### Your task
Count the lines below that contain the word "uncombined", and reply with only that number.

Entries shown section start

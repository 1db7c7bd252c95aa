use std::io;

use clap::{Args, Parser, Subcommand};
use outguess_core::{
    EmbeddingOptions, Password, DEFAULT_MAX_MESSAGE_SIZE, DEFAULT_QUALITY, DEFAULT_RESISTANCE,
};

use crate::commands::*;
use crate::CliResult;

#[derive(Parser, Debug)]
#[command(version, about, long_about = None)]
#[command(propagate_version = true)]
pub struct CliArgs {
    /// Log a summary of every operation (see also RUST_LOG)
    #[arg(short, long, global = true)]
    pub verbose: bool,

    #[command(subcommand)]
    pub command: Commands,
}

#[derive(Subcommand, Debug)]
pub enum Commands {
    Hide(hide::HideArgs),
    Unveil(unveil::UnveilArgs),
    Check(check::CheckArgs),
    Capacity(capacity::CapacityArgs),
    Resist(resist::ResistArgs),
}

#[derive(Args, Debug)]
pub struct PasswordArgs {
    /// Password that keys coefficient selection
    #[arg(short, long, value_name = "password", conflicts_with = "ask_password")]
    pub password: Option<String>,

    /// Prompt for the password instead
    #[arg(long)]
    pub ask_password: bool,
}

impl PasswordArgs {
    pub fn resolve(self, confirm: bool) -> CliResult<Password> {
        if self.ask_password {
            ask_for_password(confirm)
        } else {
            Ok(self.password.into())
        }
    }
}

#[derive(Args, Debug)]
pub struct TuningArgs {
    /// Compression resistance, 1 (capacity) to 10 (robustness)
    #[arg(short, long, default_value_t = DEFAULT_RESISTANCE, value_parser = clap::value_parser!(u8).range(1..=10))]
    pub resistance: u8,

    /// Target JPEG quality; finer covers are requantized first
    #[arg(short, long, default_value_t = DEFAULT_QUALITY, value_parser = clap::value_parser!(u8).range(1..=100))]
    pub quality: u8,

    /// Largest message accepted, in bytes
    #[arg(long = "max-size", value_name = "bytes", default_value_t = DEFAULT_MAX_MESSAGE_SIZE)]
    pub max_message_size: usize,
}

impl TuningArgs {
    pub fn options(&self, password: Password, verbose: bool) -> EmbeddingOptions {
        EmbeddingOptions::default()
            .with_password(password)
            .with_resistance(self.resistance)
            .with_quality(self.quality)
            .with_max_message_size(self.max_message_size)
            .with_verbose(verbose)
    }
}

pub fn ask_for_password(confirm: bool) -> CliResult<Password> {
    let mut prompt = dialoguer::Password::new()
        .with_prompt("Password")
        .allow_empty_password(true);
    if confirm {
        prompt = prompt.with_confirmation("Repeat password", "Passwords do not match");
    }
    let password = prompt
        .interact()
        .map_err(|e| io::Error::new(io::ErrorKind::Other, e.to_string()))?;
    Ok(password.into())
}
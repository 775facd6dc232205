// This file is part of the myers-diff crate.
//
// Licensed under the MIT license.

//! A from-scratch implementation of Myers' O(ND) diff algorithm and
//! its linear-space divide-and-conquer refinement, plus a
//! non-recursive greedy alternative, a transcript renderer, and a
//! patch applier.

pub mod apply;
mod combine;
pub mod compare;
mod config;
mod error;
mod greedy;
mod linear;
mod provider;
pub mod render;
mod results;
mod snake;
mod vector;

pub use compare::{diff, diff_with};
pub use config::{Algorithm, Config, GreedyDirection};
pub use error::DiffError;
pub use results::Results;
pub use snake::{Snake, SnakePair};
pub use vector::KLineVector;
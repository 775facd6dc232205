// This file is part of the myers-diff crate.
//
// Licensed under the MIT license.

//! Runtime configuration for the `compare` factory.

/// Which comparator `diff_with` dispatches to.
#[derive(Debug, Clone, Copy, PartialEq, Eq, Default)]
pub enum Algorithm {
    /// The linear-space recursive divide-and-conquer comparator.
    #[default]
    Linear,
    /// The non-recursive snapshot-and-replay comparator.
    Greedy,
}

/// Which end the greedy comparator searches from. Ignored by the
/// linear comparator. See `spec.md` §4.6: the greedy comparator walks
/// backward from `(N, M)` (`Forward`) or forward from `(0, 0)`
/// (`Reverse`) depending on which pass filled the snapshot array.
#[derive(Debug, Clone, Copy, PartialEq, Eq, Default)]
pub enum GreedyDirection {
    #[default]
    Forward,
    Reverse,
}

/// Knobs accepted by [`crate::compare::diff_with`].
#[derive(Debug, Clone, Copy, PartialEq, Eq)]
pub struct Config {
    pub algorithm: Algorithm,
    /// Whether adjacent same-axis snakes are merged into one before
    /// being returned. Defaults to `true` (canonical minimal output).
    pub combine_snakes: bool,
    /// Which pass the greedy comparator runs. Ignored when
    /// `algorithm` is `Algorithm::Linear`.
    pub greedy_direction: GreedyDirection,
}

impl Default for Config {
    fn default() -> Self {
        Self {
            algorithm: Algorithm::default(),
            combine_snakes: true,
            greedy_direction: GreedyDirection::default(),
        }
    }
}
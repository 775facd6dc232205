// This file is part of the myers-diff crate.
//
// Licensed under the MIT license.

//! The linear-space recursive divide-and-conquer comparator.

use tracing::{debug, instrument};

use crate::combine::push_snake;
use crate::config::Config;
use crate::error::DiffError;
use crate::provider;
use crate::results::Results;
use crate::snake::Snake;
use crate::vector::KLineVector;

/// Compares `source` against `dest`, returning the edit script plus
/// the top-level search's `V` snapshots.
pub fn compare<T: PartialEq>(source: &[T], dest: &[T], config: Config) -> Result<Results, DiffError> {
    let n = source.len();
    let m = dest.len();
    let max_size = (n + m) / 2 + 1;

    let mut v_forward = KLineVector::new(true, n, m, max_size);
    let mut v_reverse = KLineVector::new(false, n, m, max_size);
    let mut snakes = Vec::new();
    let mut forward_vs = Vec::new();
    let mut reverse_vs = Vec::new();

    compare_rect(
        0,
        &mut snakes,
        Some(&mut forward_vs),
        Some(&mut reverse_vs),
        source,
        0,
        n,
        dest,
        0,
        m,
        &mut v_forward,
        &mut v_reverse,
        config,
    )?;

    Ok(Results::full(snakes, forward_vs, reverse_vs))
}

#[allow(clippy::too_many_arguments)]
#[instrument(skip_all, fields(depth, a0, n, b0, m))]
fn compare_rect<T: PartialEq>(
    depth: usize,
    snakes: &mut Vec<Snake>,
    forward_vs: Option<&mut Vec<KLineVector>>,
    reverse_vs: Option<&mut Vec<KLineVector>>,
    source: &[T],
    a0: usize,
    n: usize,
    dest: &[T],
    b0: usize,
    m: usize,
    v_forward: &mut KLineVector,
    v_reverse: &mut KLineVector,
    config: Config,
) -> Result<(), DiffError> {
    if n == 0 && m == 0 {
        return Ok(());
    }
    if m == 0 {
        push_snake(
            snakes,
            Snake::full(true, 0, a0, b0, n, 0, 0),
            config.combine_snakes,
        );
        return Ok(());
    }
    if n == 0 {
        push_snake(
            snakes,
            Snake::full(true, 0, a0, b0, 0, m, 0),
            config.combine_snakes,
        );
        return Ok(());
    }

    let pair = provider::middle(
        source, a0, n, dest, b0, m, v_forward, v_reverse, forward_vs, reverse_vs,
    )?;

    let mut forward_snake = pair.forward;
    let mut reverse_snake = pair.reverse;
    if depth == 0 {
        if let Some(s) = forward_snake.as_mut() {
            s.is_middle = true;
        }
        if let Some(s) = reverse_snake.as_mut() {
            s.is_middle = true;
        }
    }

    debug!(depth, d = pair.d, "middle snake found");

    if pair.d > 1 {
        let (x, y) = forward_snake
            .map(|s| s.start_point())
            .unwrap_or_else(|| reverse_snake.unwrap().end_point());
        compare_rect(
            depth + 1,
            snakes,
            None,
            None,
            source,
            a0,
            x - a0,
            dest,
            b0,
            y - b0,
            v_forward,
            v_reverse,
            config,
        )?;

        if let Some(s) = forward_snake {
            push_snake(snakes, s, config.combine_snakes);
        }
        if let Some(s) = reverse_snake {
            push_snake(snakes, s, config.combine_snakes);
        }

        let (u, w) = reverse_snake
            .map(|s| s.start_point())
            .unwrap_or_else(|| forward_snake.unwrap().end_point());
        compare_rect(
            depth + 1,
            snakes,
            None,
            None,
            source,
            u,
            a0 + n - u,
            dest,
            w,
            b0 + m - w,
            v_forward,
            v_reverse,
            config,
        )?;
    } else {
        if let Some(s) = forward_snake {
            if s.x_start > a0 {
                let x_gap = s.x_start - a0;
                let y_gap = s.y_start - b0;
                if x_gap != y_gap {
                    return Err(DiffError::MissedDiagonal {
                        label: "forward",
                        x_gap,
                        y_gap,
                    });
                }
                push_snake(
                    snakes,
                    Snake::full(true, 0, a0, b0, 0, 0, x_gap),
                    config.combine_snakes,
                );
            }
            push_snake(snakes, s, config.combine_snakes);
        }
        if let Some(s) = reverse_snake {
            push_snake(snakes, s, config.combine_snakes);
            if s.x_start < a0 + n {
                let x_gap = (a0 + n) - s.x_start;
                let y_gap = (b0 + m) - s.y_start;
                if x_gap != y_gap {
                    return Err(DiffError::MissedDiagonal {
                        label: "reverse",
                        x_gap,
                        y_gap,
                    });
                }
                push_snake(
                    snakes,
                    Snake::full(true, 0, s.x_start, s.y_start, 0, 0, x_gap),
                    config.combine_snakes,
                );
            }
        }
    }

    Ok(())
}

#[cfg(test)]
mod tests {
    use super::*;
    use pretty_assertions::assert_eq;

    fn roundtrip(a: &[i32], b: &[i32]) {
        let results = compare(a, b, Config::default()).unwrap();
        let rebuilt = crate::apply::reconstruct(a, b, &results);
        assert_eq!(rebuilt, b);
    }

    #[test]
    fn empty_vs_empty() {
        roundtrip(&[], &[]);
    }

    #[test]
    fn empty_vs_nonempty() {
        roundtrip(&[], &[1, 2, 3]);
        roundtrip(&[1, 2, 3], &[]);
    }

    #[test]
    fn identical_slices_are_all_diagonal() {
        let a = [1, 2, 3, 4, 5];
        let results = compare(&a, &a, Config::default()).unwrap();
        assert_eq!(results.distance(), 0);
        roundtrip(&a, &a);
    }

    #[test]
    fn single_insert_and_delete() {
        roundtrip(&[1, 2, 3], &[1, 2, 9, 3]);
        roundtrip(&[1, 2, 9, 3], &[1, 2, 3]);
    }

    #[test]
    fn abcabba_cbabac_matches_classic_example() {
        // The running example from Myers' paper.
        let a = ['a', 'b', 'c', 'a', 'b', 'b', 'a'];
        let b = ['c', 'b', 'a', 'b', 'a', 'c'];
        let results = compare(&a, &b, Config::default()).unwrap();
        assert_eq!(results.distance(), 5);
        roundtrip_chars(&a, &b);
    }

    fn roundtrip_chars(a: &[char], b: &[char]) {
        let results = compare(a, b, Config::default()).unwrap();
        let rebuilt = crate::apply::reconstruct(a, b, &results);
        assert_eq!(rebuilt, b);
    }

    #[test]
    fn longer_integer_sequence() {
        let a: Vec<i32> = (0..120).collect();
        let mut b = a.clone();
        b.remove(60);
        b.insert(60, 999);
        roundtrip(&a, &b);
    }

    #[test]
    fn combine_snakes_can_be_disabled() {
        let a = [1, 2, 3];
        let b = [1, 9, 2, 3];
        let combined = compare(&a, &b, Config::default()).unwrap();
        let uncombined = compare(
            &a,
            &b,
            Config {
                combine_snakes: false,
                ..Config::default()
            },
        )
        .unwrap();
        assert!(uncombined.snakes().len() >= combined.snakes().len());
    }
}
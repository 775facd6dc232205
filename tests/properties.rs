// This file is part of the myers-diff crate.
//
// Licensed under the MIT license.

use myers_diff::{apply, compare, render, Algorithm, Config};
use pretty_assertions::assert_eq;

fn levenshtein(a: &[i32], b: &[i32]) -> usize {
    let n = a.len();
    let m = b.len();
    let mut row: Vec<usize> = (0..=m).collect();
    for i in 1..=n {
        let mut prev = row[0];
        row[0] = i;
        for j in 1..=m {
            let temp = row[j];
            row[j] = if a[i - 1] == b[j - 1] {
                prev
            } else {
                1 + prev.min(row[j]).min(row[j - 1])
            };
            prev = temp;
        }
    }
    row[m]
}

fn assert_round_trips(a: &[i32], b: &[i32]) {
    let results = compare::diff(a, b).unwrap();
    assert_eq!(apply::reconstruct(a, b, &results), b);
}

fn assert_optimal(a: &[i32], b: &[i32]) {
    let results = compare::diff(a, b).unwrap();
    assert_eq!(results.distance(), levenshtein(a, b));
}

fn assert_covers_inputs(a: &[i32], b: &[i32]) {
    let results = compare::diff(a, b).unwrap();
    let mut consumed_a = 0usize;
    let mut produced_b = 0usize;
    for snake in results.snakes() {
        consumed_a += snake.deleted + snake.diagonal_length;
        produced_b += snake.inserted + snake.diagonal_length;
    }
    assert_eq!(consumed_a, a.len());
    assert_eq!(produced_b, b.len());
}

/// The snake list is totally ordered in both x and y: each snake's end
/// point is no further right/down than the next snake's start point.
fn assert_monotonic(a: &[i32], b: &[i32]) {
    let results = compare::diff(a, b).unwrap();
    for pair in results.snakes().windows(2) {
        let (x_end, y_end) = pair[0].end_point();
        let (x_start, y_start) = pair[1].start_point();
        assert!(
            x_end <= x_start && y_end <= y_start,
            "snakes out of order: {:?} ends after {:?} starts",
            pair[0],
            pair[1]
        );
    }
}

fn assert_all_properties(a: &[i32], b: &[i32]) {
    assert_round_trips(a, b);
    assert_optimal(a, b);
    assert_covers_inputs(a, b);
    assert_monotonic(a, b);
}

#[test]
fn empty_against_empty() {
    assert_all_properties(&[], &[]);
}

#[test]
fn empty_against_nonempty() {
    assert_all_properties(&[], &[1, 2, 3]);
    assert_all_properties(&[1, 2, 3], &[]);
}

#[test]
fn identical_sequences_have_zero_distance() {
    let a = [1, 2, 3, 4, 5];
    assert_all_properties(&a, &a);
    let results = compare::diff(&a, &a).unwrap();
    assert_eq!(results.distance(), 0);
}

#[test]
fn single_insert() {
    assert_all_properties(&[1, 2, 3], &[1, 2, 9, 3]);
}

#[test]
fn single_delete() {
    assert_all_properties(&[1, 2, 9, 3], &[1, 2, 3]);
}

#[test]
fn completely_disjoint_sequences() {
    assert_all_properties(&[1, 2, 3], &[4, 5, 6]);
}

#[test]
fn long_integer_sequence_with_scattered_edits() {
    let a: Vec<i32> = (0..120).collect();
    let mut b = a.clone();
    b.remove(100);
    b.remove(50);
    b.insert(50, -1);
    b.insert(10, -2);
    assert_all_properties(&a, &b);
}

#[test]
fn linear_and_greedy_agree_on_distance() {
    let a: Vec<i32> = vec![3, 1, 4, 1, 5, 9, 2, 6, 5, 3, 5];
    let b: Vec<i32> = vec![1, 4, 1, 5, 5, 9, 2, 6, 5, 8, 9];
    let linear_results = compare::diff(&a, &b).unwrap();
    let greedy_results = compare::diff_with(
        &a,
        &b,
        Config {
            algorithm: Algorithm::Greedy,
            ..Config::default()
        },
    )
    .unwrap();
    assert_eq!(linear_results.distance(), greedy_results.distance());
    assert_eq!(
        apply::reconstruct(&a, &b, &greedy_results),
        apply::reconstruct(&a, &b, &linear_results)
    );
}

#[test]
fn render_and_apply_agree_on_context_and_inserted_elements() {
    let a = [1, 2, 3, 4];
    let b = [1, 9, 3, 4];
    let results = compare::diff(&a, &b).unwrap();
    let transcript = render::unified(&a, &b, &results);
    let rebuilt = apply::reconstruct(&a, &b, &results);
    assert_eq!(rebuilt, b);
    assert!(transcript.lines().count() >= 4);
}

Entries shown section end

### Completed exercise
2